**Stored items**
========

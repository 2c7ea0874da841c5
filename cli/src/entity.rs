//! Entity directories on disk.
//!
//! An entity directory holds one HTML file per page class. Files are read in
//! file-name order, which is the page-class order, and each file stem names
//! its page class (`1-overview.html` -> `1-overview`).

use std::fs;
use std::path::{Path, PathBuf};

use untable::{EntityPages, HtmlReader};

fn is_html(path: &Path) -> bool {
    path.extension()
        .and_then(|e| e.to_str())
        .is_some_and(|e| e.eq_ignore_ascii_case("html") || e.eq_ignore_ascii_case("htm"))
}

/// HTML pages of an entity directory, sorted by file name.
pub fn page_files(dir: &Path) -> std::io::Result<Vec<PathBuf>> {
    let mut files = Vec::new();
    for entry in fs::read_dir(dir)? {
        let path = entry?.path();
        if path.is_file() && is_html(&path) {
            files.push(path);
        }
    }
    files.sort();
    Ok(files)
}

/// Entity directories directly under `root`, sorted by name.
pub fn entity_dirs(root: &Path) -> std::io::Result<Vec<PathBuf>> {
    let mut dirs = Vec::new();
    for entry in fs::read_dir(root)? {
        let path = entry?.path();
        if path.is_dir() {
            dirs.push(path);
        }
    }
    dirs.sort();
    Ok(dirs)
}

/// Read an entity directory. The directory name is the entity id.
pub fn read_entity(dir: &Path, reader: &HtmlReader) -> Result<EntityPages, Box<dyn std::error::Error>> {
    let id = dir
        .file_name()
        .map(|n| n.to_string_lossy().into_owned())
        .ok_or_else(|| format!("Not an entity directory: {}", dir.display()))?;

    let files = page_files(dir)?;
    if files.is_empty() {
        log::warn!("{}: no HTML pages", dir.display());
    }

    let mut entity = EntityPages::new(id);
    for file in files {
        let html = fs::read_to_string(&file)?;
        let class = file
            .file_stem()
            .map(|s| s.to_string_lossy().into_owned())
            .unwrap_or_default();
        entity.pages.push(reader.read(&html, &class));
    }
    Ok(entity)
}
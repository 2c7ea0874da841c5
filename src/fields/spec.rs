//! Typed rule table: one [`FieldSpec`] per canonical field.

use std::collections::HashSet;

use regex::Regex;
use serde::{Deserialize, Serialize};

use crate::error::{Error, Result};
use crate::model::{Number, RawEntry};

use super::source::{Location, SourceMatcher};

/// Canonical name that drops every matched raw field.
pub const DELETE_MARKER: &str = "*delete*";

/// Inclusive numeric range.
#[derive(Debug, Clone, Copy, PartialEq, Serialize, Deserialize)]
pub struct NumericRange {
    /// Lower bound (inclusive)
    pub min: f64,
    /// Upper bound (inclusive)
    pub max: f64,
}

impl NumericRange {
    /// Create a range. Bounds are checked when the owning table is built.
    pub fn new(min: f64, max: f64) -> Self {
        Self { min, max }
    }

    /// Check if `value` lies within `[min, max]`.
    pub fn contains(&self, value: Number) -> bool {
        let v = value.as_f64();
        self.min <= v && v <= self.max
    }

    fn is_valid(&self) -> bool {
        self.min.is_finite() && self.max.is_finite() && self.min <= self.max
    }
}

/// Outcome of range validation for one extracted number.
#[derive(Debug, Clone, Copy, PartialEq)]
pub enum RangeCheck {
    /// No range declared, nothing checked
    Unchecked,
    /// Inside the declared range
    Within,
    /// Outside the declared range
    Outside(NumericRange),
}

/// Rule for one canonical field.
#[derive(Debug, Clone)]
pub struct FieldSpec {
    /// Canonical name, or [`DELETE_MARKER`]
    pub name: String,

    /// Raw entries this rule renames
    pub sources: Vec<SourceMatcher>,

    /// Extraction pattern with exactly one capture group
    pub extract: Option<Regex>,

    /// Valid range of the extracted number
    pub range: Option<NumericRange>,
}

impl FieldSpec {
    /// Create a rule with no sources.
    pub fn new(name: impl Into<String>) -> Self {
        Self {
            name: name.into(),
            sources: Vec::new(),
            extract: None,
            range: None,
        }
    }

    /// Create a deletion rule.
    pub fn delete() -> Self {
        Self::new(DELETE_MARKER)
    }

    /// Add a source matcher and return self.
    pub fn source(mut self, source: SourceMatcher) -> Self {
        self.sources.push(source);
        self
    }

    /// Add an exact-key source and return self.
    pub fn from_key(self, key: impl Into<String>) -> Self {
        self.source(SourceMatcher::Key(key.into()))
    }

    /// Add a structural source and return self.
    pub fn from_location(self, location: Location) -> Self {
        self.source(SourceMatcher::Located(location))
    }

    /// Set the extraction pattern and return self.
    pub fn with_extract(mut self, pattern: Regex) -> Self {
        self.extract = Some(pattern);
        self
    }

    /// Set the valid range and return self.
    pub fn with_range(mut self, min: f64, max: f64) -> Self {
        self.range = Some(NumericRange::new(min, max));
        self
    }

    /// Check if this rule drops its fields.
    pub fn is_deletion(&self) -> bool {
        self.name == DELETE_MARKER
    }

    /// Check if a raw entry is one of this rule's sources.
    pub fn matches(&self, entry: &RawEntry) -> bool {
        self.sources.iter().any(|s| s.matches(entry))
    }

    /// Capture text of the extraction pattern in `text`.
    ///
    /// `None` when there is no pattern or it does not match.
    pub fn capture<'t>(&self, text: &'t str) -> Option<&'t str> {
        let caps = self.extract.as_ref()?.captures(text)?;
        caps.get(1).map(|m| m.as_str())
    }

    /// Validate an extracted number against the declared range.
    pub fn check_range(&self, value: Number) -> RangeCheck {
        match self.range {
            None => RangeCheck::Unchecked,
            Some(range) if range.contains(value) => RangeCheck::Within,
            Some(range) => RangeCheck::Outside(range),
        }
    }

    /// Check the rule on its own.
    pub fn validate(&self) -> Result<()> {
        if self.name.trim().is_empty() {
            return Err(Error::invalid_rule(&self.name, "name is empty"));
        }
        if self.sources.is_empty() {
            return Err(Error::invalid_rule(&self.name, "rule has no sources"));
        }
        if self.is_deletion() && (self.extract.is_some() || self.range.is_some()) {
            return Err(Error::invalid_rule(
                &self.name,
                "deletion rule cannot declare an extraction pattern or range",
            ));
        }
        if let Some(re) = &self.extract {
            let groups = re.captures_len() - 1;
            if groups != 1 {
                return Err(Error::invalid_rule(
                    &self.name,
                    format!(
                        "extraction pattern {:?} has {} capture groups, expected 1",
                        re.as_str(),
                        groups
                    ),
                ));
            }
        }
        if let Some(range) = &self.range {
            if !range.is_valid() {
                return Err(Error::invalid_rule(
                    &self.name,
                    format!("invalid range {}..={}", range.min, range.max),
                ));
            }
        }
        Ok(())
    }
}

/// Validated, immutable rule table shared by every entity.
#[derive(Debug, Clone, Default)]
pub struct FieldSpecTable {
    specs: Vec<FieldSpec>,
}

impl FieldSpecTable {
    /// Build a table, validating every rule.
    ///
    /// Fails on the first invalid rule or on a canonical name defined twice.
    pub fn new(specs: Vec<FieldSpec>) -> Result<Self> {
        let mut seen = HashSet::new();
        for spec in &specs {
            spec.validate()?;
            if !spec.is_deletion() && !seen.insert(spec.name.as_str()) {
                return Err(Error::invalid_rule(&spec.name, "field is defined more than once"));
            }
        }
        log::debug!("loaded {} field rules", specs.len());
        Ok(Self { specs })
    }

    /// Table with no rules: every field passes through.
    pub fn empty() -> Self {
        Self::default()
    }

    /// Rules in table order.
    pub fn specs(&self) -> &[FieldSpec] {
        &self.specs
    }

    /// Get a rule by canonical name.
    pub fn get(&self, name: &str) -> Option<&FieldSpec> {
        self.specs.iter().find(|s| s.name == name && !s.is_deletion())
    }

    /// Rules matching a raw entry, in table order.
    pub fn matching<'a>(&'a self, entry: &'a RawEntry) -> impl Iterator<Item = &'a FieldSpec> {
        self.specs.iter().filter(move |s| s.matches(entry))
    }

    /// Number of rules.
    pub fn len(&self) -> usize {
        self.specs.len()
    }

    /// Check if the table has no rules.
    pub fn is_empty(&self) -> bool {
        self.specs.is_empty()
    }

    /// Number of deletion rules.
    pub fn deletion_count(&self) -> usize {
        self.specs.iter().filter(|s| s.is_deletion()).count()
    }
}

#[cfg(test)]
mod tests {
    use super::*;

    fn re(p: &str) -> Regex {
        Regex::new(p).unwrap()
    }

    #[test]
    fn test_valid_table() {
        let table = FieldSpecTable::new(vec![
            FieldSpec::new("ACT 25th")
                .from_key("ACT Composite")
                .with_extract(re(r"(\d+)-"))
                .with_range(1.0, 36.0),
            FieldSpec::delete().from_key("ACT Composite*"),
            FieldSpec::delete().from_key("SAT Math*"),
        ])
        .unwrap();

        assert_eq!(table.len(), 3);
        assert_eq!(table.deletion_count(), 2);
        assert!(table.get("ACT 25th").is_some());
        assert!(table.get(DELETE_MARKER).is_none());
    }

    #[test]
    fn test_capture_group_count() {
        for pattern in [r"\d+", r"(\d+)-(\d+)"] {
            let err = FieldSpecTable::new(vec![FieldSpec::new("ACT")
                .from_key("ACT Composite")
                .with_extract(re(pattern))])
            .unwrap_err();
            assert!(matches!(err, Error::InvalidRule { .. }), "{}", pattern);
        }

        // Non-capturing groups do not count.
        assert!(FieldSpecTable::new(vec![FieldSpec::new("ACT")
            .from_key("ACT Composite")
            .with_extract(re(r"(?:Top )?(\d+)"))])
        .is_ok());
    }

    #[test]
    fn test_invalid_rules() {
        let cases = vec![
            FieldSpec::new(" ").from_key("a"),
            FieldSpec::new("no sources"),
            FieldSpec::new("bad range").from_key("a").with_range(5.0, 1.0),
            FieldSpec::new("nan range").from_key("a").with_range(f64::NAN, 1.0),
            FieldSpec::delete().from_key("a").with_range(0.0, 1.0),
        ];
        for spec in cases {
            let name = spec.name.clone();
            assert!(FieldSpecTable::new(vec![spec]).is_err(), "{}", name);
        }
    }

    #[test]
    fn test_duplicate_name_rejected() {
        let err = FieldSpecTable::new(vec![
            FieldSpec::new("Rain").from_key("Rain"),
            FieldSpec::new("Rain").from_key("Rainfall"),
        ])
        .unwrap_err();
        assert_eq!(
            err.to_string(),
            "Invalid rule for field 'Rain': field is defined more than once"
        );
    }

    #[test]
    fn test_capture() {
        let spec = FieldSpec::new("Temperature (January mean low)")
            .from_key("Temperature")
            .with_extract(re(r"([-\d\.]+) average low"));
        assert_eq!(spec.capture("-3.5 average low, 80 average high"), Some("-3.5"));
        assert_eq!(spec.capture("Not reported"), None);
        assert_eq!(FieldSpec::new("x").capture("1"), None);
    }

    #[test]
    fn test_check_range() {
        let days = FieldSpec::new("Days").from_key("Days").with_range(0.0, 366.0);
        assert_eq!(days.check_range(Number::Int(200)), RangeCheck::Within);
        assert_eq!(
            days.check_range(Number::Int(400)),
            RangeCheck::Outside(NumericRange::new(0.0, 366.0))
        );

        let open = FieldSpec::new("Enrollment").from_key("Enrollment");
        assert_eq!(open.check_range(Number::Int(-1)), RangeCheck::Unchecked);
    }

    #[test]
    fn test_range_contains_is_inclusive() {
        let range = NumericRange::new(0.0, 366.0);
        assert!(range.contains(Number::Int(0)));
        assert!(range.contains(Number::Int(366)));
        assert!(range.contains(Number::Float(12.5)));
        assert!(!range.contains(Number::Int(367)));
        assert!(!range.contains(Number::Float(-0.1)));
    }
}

========

**Assignment**
In the data above, which lines lie between the line with "pub struct NumericRange" and the line with "fn is_valid(&self) ->", inclusive? Print those lines exactly and nothing else.

**Written solution**
pub struct NumericRange {
    /// Lower bound (inclusive)
    pub min: f64,
    /// Upper bound (inclusive)
    pub max: f64,
}

impl NumericRange {
    /// Create a range. Bounds are checked when the owning table is built.
    pub fn new(min: f64, max: f64) -> Self {
        Self { min, max }
    }

    /// Check if `value` lies within `[min, max]`.
    pub fn contains(&self, value: Number) -> bool {
        let v = value.as_f64();
        self.min <= v && v <= self.max
    }

    fn is_valid(&self) -> bool {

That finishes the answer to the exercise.